***** EXTRACTED ENTRIES *****
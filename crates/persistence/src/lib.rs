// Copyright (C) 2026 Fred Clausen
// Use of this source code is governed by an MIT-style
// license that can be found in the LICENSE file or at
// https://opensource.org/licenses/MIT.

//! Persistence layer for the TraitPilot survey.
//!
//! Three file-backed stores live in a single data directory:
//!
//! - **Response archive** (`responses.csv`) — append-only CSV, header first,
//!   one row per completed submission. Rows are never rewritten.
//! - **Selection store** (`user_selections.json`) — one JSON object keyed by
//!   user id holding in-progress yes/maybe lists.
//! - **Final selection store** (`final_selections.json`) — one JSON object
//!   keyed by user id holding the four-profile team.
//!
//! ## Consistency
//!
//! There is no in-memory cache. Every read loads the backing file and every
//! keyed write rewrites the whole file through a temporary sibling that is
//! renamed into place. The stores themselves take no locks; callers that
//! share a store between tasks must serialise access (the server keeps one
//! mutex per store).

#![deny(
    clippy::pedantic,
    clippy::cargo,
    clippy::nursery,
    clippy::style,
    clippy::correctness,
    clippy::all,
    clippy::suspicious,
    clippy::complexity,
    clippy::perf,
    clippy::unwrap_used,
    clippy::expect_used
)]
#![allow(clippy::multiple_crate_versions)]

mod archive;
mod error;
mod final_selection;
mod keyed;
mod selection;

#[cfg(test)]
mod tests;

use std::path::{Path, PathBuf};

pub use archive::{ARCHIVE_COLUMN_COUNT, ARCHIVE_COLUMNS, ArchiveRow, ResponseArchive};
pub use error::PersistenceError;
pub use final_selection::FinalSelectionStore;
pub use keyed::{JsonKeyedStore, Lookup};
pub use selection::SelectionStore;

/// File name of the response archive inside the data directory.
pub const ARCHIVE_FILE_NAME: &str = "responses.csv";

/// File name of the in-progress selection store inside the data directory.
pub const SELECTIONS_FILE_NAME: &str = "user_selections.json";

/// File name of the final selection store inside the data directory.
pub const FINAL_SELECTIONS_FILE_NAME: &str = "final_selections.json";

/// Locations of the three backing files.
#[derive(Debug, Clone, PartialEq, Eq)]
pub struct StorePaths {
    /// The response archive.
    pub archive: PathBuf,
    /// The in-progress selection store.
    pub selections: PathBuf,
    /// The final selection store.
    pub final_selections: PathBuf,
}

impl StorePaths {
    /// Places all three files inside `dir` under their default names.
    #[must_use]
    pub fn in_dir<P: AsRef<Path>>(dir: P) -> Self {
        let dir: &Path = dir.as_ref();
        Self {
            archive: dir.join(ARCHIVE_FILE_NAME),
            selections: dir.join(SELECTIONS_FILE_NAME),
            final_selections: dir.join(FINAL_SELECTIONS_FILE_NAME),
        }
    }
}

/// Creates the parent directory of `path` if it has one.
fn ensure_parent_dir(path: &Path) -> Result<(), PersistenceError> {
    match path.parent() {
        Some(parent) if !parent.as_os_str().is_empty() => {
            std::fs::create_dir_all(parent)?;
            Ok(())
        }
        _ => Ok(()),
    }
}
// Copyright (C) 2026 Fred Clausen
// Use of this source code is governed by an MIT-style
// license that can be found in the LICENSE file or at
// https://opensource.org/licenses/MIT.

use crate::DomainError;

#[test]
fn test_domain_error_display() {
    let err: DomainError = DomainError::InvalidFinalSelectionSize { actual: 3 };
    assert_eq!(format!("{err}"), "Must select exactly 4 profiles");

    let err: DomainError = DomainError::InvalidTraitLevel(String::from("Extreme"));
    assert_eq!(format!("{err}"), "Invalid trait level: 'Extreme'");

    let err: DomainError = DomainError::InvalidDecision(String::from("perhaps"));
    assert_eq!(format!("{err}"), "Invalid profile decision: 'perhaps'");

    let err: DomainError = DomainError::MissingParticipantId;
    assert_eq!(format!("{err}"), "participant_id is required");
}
*****
YOUR GOAL: Restate word for word the lines from the one holding "let err: DomainError = DomainError::InvalidFinalSelectionSize" through the last line of the listing, omitting every earlier line.

REPLY TO THE TASK:
    let err: DomainError = DomainError::InvalidFinalSelectionSize { actual: 3 };
    assert_eq!(format!("{err}"), "Must select exactly 4 profiles");

    let err: DomainError = DomainError::InvalidTraitLevel(String::from("Extreme"));
    assert_eq!(format!("{err}"), "Invalid trait level: 'Extreme'");

    let err: DomainError = DomainError::InvalidDecision(String::from("perhaps"));
    assert_eq!(format!("{err}"), "Invalid profile decision: 'perhaps'");

    let err: DomainError = DomainError::MissingParticipantId;
    assert_eq!(format!("{err}"), "participant_id is required");
}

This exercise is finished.